Photo of Nitin Joshi
Nitin Joshi

Hi, I am a postdoctoral fellow in Karp Lab. My current research interests involve development of next generation biomaterials, including particles and hydrogels for drug delivery. I received a PhD in 2013 from the Indian Institute of Technology, Bombay, India, where I studied under the supervision of Prof. Rinti Banerjee. My work was focused on the development and evaluation of stimuli-responsive nanoparticles for the delivery of single and combinatorial anti-cancer drugs, both systemically as well as through non-invasive routes. Other than research, I am very passionate about music and have received formal training in Indian Classical Vocal Music (Khayal style).

Photo of Yuhan Lee PhD
Yuhan Lee PhD

I’m a post-doctoral fellow in Karp Laboratory developing bio-adhesives for medical applications. I received my PhD in biological sciences in Korea Advanced Institute of Science and Technology (2010).

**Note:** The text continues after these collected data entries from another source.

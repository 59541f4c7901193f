//! Array-backed sorted map used for every tick-indexed series.
//!
//! Decoders fill a [`FlatMap`] in a single forward pass, so the common insertion is
//! [`FlatMap::get_or_add_back`], an amortised O(1) append. Lookups are binary searches
//! over the backing vector.

use std::ops::{Index, IndexMut};

/// Initial capacity reserved on the first insertion.
pub const DEFAULT_CAPACITY: usize = 16;

/// An ordered sequence of `(key, value)` pairs, sorted ascending by key.
#[derive(Debug, Clone, PartialEq, Eq, Hash)]
#[cfg_attr(feature = "serde", derive(serde::Serialize, serde::Deserialize))]
pub struct FlatMap<K, V> {
    entries: Vec<(K, V)>,
}

impl<K, V> Default for FlatMap<K, V> {
    fn default() -> Self {
        Self::new()
    }
}

impl<K, V> FlatMap<K, V> {
    /// Creates an empty map without allocating.
    #[must_use]
    pub const fn new() -> Self {
        Self {
            entries: Vec::new(),
        }
    }

    /// Creates an empty map with room for `capacity` entries.
    #[must_use]
    pub fn with_capacity(capacity: usize) -> Self {
        Self {
            entries: Vec::with_capacity(capacity),
        }
    }

    /// Number of entries.
    #[must_use]
    pub fn len(&self) -> usize {
        self.entries.len()
    }

    /// Whether the map is empty.
    #[must_use]
    pub fn is_empty(&self) -> bool {
        self.entries.is_empty()
    }

    /// Current capacity of the backing storage.
    #[must_use]
    pub fn capacity(&self) -> usize {
        self.entries.capacity()
    }

    /// Releases unused capacity.
    pub fn shrink_to_fit(&mut self) {
        self.entries.shrink_to_fit();
    }

    /// Removes every entry, keeping the allocation.
    pub fn clear(&mut self) {
        self.entries.clear();
    }

    /// The entry at `index`.
    #[must_use]
    pub fn at(&self, index: usize) -> Option<(&K, &V)> {
        self.entries.get(index).map(|(key, value)| (key, value))
    }

    /// The entry at `index`, with a mutable value.
    pub fn at_mut(&mut self, index: usize) -> Option<(&K, &mut V)> {
        self.entries.get_mut(index).map(|(key, value)| (&*key, value))
    }

    /// The first entry.
    #[must_use]
    pub fn first(&self) -> Option<(&K, &V)> {
        self.at(0)
    }

    /// The last entry.
    #[must_use]
    pub fn last(&self) -> Option<(&K, &V)> {
        self.entries.last().map(|(key, value)| (key, value))
    }

    /// The last entry, with a mutable value.
    pub fn last_mut(&mut self) -> Option<(&K, &mut V)> {
        self.entries.last_mut().map(|(key, value)| (&*key, value))
    }

    /// Removes and returns the last entry.
    pub fn pop(&mut self) -> Option<(K, V)> {
        self.entries.pop()
    }

    /// Iterates in key order.
    pub fn iter(&self) -> impl DoubleEndedIterator<Item = (&K, &V)> + ExactSizeIterator {
        self.entries.iter().map(|(key, value)| (key, value))
    }

    /// Iterates in key order with mutable values.
    pub fn iter_mut(&mut self) -> impl DoubleEndedIterator<Item = (&K, &mut V)> + ExactSizeIterator {
        self.entries.iter_mut().map(|(key, value)| (&*key, value))
    }

    /// Iterates over keys.
    pub fn keys(&self) -> impl DoubleEndedIterator<Item = &K> + ExactSizeIterator {
        self.entries.iter().map(|(key, _)| key)
    }

    /// Iterates over values.
    pub fn values(&self) -> impl DoubleEndedIterator<Item = &V> + ExactSizeIterator {
        self.entries.iter().map(|(_, value)| value)
    }

    /// Iterates over values mutably.
    pub fn values_mut(&mut self) -> impl DoubleEndedIterator<Item = &mut V> + ExactSizeIterator {
        self.entries.iter_mut().map(|(_, value)| value)
    }

    /// Keeps only the entries for which `keep` returns true.
    pub fn retain(&mut self, mut keep: impl FnMut(&K, &mut V) -> bool) {
        self.entries.retain_mut(|(key, value)| keep(key, value));
    }

    /// The entries as a slice.
    #[must_use]
    pub fn as_slice(&self) -> &[(K, V)] {
        &self.entries
    }

    fn reserve_for_push(&mut self) {
        if self.entries.capacity() == 0 {
            self.entries.reserve_exact(DEFAULT_CAPACITY);
        } else if self.entries.len() == self.entries.capacity() {
            self.entries.reserve_exact(self.entries.capacity());
        }
    }
}

impl<K: Ord, V> FlatMap<K, V> {
    /// Binary-searches `key` within `[from, len)`.
    ///
    /// Returns `Ok(index)` when found, or `Err(index)` with the position where `key` would
    /// be inserted to keep the map sorted.
    pub fn find(&self, from: usize, key: &K) -> Result<usize, usize> {
        let from = from.min(self.entries.len());
        self.entries
            .get(from..)
            .unwrap_or_default()
            .binary_search_by(|(candidate, _)| candidate.cmp(key))
            .map(|index| index + from)
            .map_err(|index| index + from)
    }

    /// Whether `key` is present.
    pub fn contains_key(&self, key: &K) -> bool {
        self.find(0, key).is_ok()
    }

    /// The value stored at `key`.
    pub fn get(&self, key: &K) -> Option<&V> {
        let index = self.find(0, key).ok()?;
        self.entries.get(index).map(|(_, value)| value)
    }

    /// The value stored at `key`, mutably.
    pub fn get_mut(&mut self, key: &K) -> Option<&mut V> {
        let index = self.find(0, key).ok()?;
        self.entries.get_mut(index).map(|(_, value)| value)
    }

    /// Inserts or replaces the value at `key`, keeping the map sorted. Returns its index.
    pub fn insert(&mut self, key: K, value: V) -> usize {
        match self.find(0, &key) {
            Ok(index) => {
                if let Some(entry) = self.entries.get_mut(index) {
                    entry.1 = value;
                }
                index
            }
            Err(index) => {
                self.reserve_for_push();
                self.entries.insert(index, (key, value));
                index
            }
        }
    }

    /// Returns the value at `key`, inserting `make()` at the sorted position if absent.
    pub fn get_or_insert_with(&mut self, key: K, make: impl FnOnce() -> V) -> &mut V {
        let index = match self.find(0, &key) {
            Ok(index) => index,
            Err(index) => {
                self.reserve_for_push();
                self.entries.insert(index, (key, make()));
                index
            }
        };
        &mut self.entries[index].1
    }

    /// Appends `key` if it is greater than the last key, otherwise returns the last entry.
    ///
    /// Callers must feed non-decreasing keys. A key equal to the last one coalesces into
    /// that entry: repeated events at one tick share a single slot.
    pub fn get_or_add_back(&mut self, key: K, make: impl FnOnce() -> V) -> &mut V {
        let append = self.entries.last().is_none_or(|(last, _)| *last < key);
        if append {
            self.reserve_for_push();
            self.entries.push((key, make()));
        }
        let last = self.entries.len() - 1;
        &mut self.entries[last].1
    }

    /// Appends an entry without checking order.
    ///
    /// The caller guarantees `key` is strictly greater than the current last key.
    pub fn push_back(&mut self, key: K, value: V) {
        debug_assert!(self.entries.last().is_none_or(|(last, _)| *last < key));
        self.reserve_for_push();
        self.entries.push((key, value));
    }

    /// Scans backwards from the end for the last entry whose key is `<= key`.
    pub fn traverse_backwards_until(&self, key: &K) -> Option<usize> {
        self.entries.iter().rposition(|(candidate, _)| candidate <= key)
    }

    /// Index of the last entry whose key is `<= key`, found by binary search.
    pub fn lower_bound(&self, key: &K) -> Option<usize> {
        match self.find(0, key) {
            Ok(index) => Some(index),
            Err(0) => None,
            Err(index) => Some(index - 1),
        }
    }

    /// Removes the entry at `key`.
    pub fn remove(&mut self, key: &K) -> Option<V> {
        let index = self.find(0, key).ok()?;
        Some(self.entries.remove(index).1)
    }
}

impl<K, V> Index<usize> for FlatMap<K, V> {
    type Output = V;

    fn index(&self, index: usize) -> &Self::Output {
        &self.entries[index].1
    }
}

impl<K, V> IndexMut<usize> for FlatMap<K, V> {
    fn index_mut(&mut self, index: usize) -> &mut Self::Output {
        &mut self.entries[index].1
    }
}

impl<K: Ord, V> FromIterator<(K, V)> for FlatMap<K, V> {
    fn from_iter<T: IntoIterator<Item = (K, V)>>(iter: T) -> Self {
        let mut entries: Vec<(K, V)> = iter.into_iter().collect();
        entries.sort_by(|(a, _), (b, _)| a.cmp(b));
        entries.dedup_by(|(later, _), (earlier, _)| later == earlier);
        Self { entries }
    }
}

impl<K, V> IntoIterator for FlatMap<K, V> {
    type Item = (K, V);
    type IntoIter = std::vec::IntoIter<(K, V)>;

    fn into_iter(self) -> Self::IntoIter {
        self.entries.into_iter()
    }
}

#[cfg(test)]
mod tests {
    use pretty_assertions::assert_eq;

    use super::*;

    #[test]
    fn find_reports_insertion_point() {
        let map: FlatMap<u64, char> = [(10, 'a'), (20, 'b'), (30, 'c')].into_iter().collect();
        assert_eq!(map.find(0, &20), Ok(1));
        assert_eq!(map.find(0, &25), Err(2));
        assert_eq!(map.find(0, &5), Err(0));
        assert_eq!(map.find(2, &10), Err(2));
        assert_eq!(map.find(5, &40), Err(3));
    }

    #[test]
    fn add_back_coalesces_same_key() {
        let mut map = FlatMap::new();
        *map.get_or_add_back(0u64, || 1) += 10;
        *map.get_or_add_back(0, || 100) += 10;
        *map.get_or_add_back(5, || 2) += 0;
        assert_eq!(map.as_slice(), &[(0, 21), (5, 2)]);
        assert_eq!(map.capacity(), DEFAULT_CAPACITY);
    }

    #[test]
    fn capacity_doubles() {
        let mut map = FlatMap::new();
        for key in 0..=DEFAULT_CAPACITY as u32 {
            map.push_back(key, ());
        }
        assert_eq!(map.capacity(), DEFAULT_CAPACITY * 2);
        map.shrink_to_fit();
        assert!(map.capacity() < DEFAULT_CAPACITY * 2);
    }

    #[test]
    fn backwards_traversal() {
        let map: FlatMap<u64, ()> = [(0, ()), (480, ()), (960, ())].into_iter().collect();
        assert_eq!(map.traverse_backwards_until(&700), Some(1));
        assert_eq!(map.traverse_backwards_until(&960), Some(2));
        assert_eq!(map.lower_bound(&700), Some(1));
        assert_eq!(map.lower_bound(&0), Some(0));
        let empty: FlatMap<u64, ()> = FlatMap::new();
        assert_eq!(empty.traverse_backwards_until(&0), None);
    }

    #[test]
    fn insert_keeps_order() {
        let mut map = FlatMap::new();
        map.insert(30u32, 'c');
        map.insert(10, 'a');
        map.insert(20, 'b');
        map.insert(10, 'z');
        assert_eq!(map.keys().copied().collect::<Vec<_>>(), vec![10, 20, 30]);
        assert_eq!(map.get(&10), Some(&'z'));
        assert_eq!(map.remove(&20), Some('b'));
        assert_eq!(map.len(), 2);
    }
}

While in KAIST, I studied under Professor Tae Gwan Park investigating biomaterials for wide variety of biomedical applications including drug/gene delivery and imaging for cancer therapy, injectable hydrogels for tissue regeneration, bio-inspired adhesive polymers for medical applications, carbon nanotube fiber fabrication, drug-eluting balloon catheter and stent for ischemic heart disease, and microneedle-based drug/gene delivery.

Photo of Aniruddh Solanki
Aniruddh Solanki

I am currently a Postdoctoral Research Fellow in the Karp Lab focusing on establishing platform technologies—to target primary and metastatic prostate cancer—that can be rapidly translated to the clinic. This primarily involves developing nanoparticle-based approaches to deliver drug-loaded particles to sites of cancer metastasis using cells of the immune system as vehicles. I completed my PhD in Chemistry and Chemical Biology at Rutgers University, where as a graduate student I was involved in designing and fabricating nanotechnology-based approaches for regenerating neurons and modulating the behavior of brain tumor cells.  I was also involved in designing biosensors to detect ultrasmall levels of breast cancer biomarkers. I like to travel, bike around Boston, and talking to people—about science and otherwise.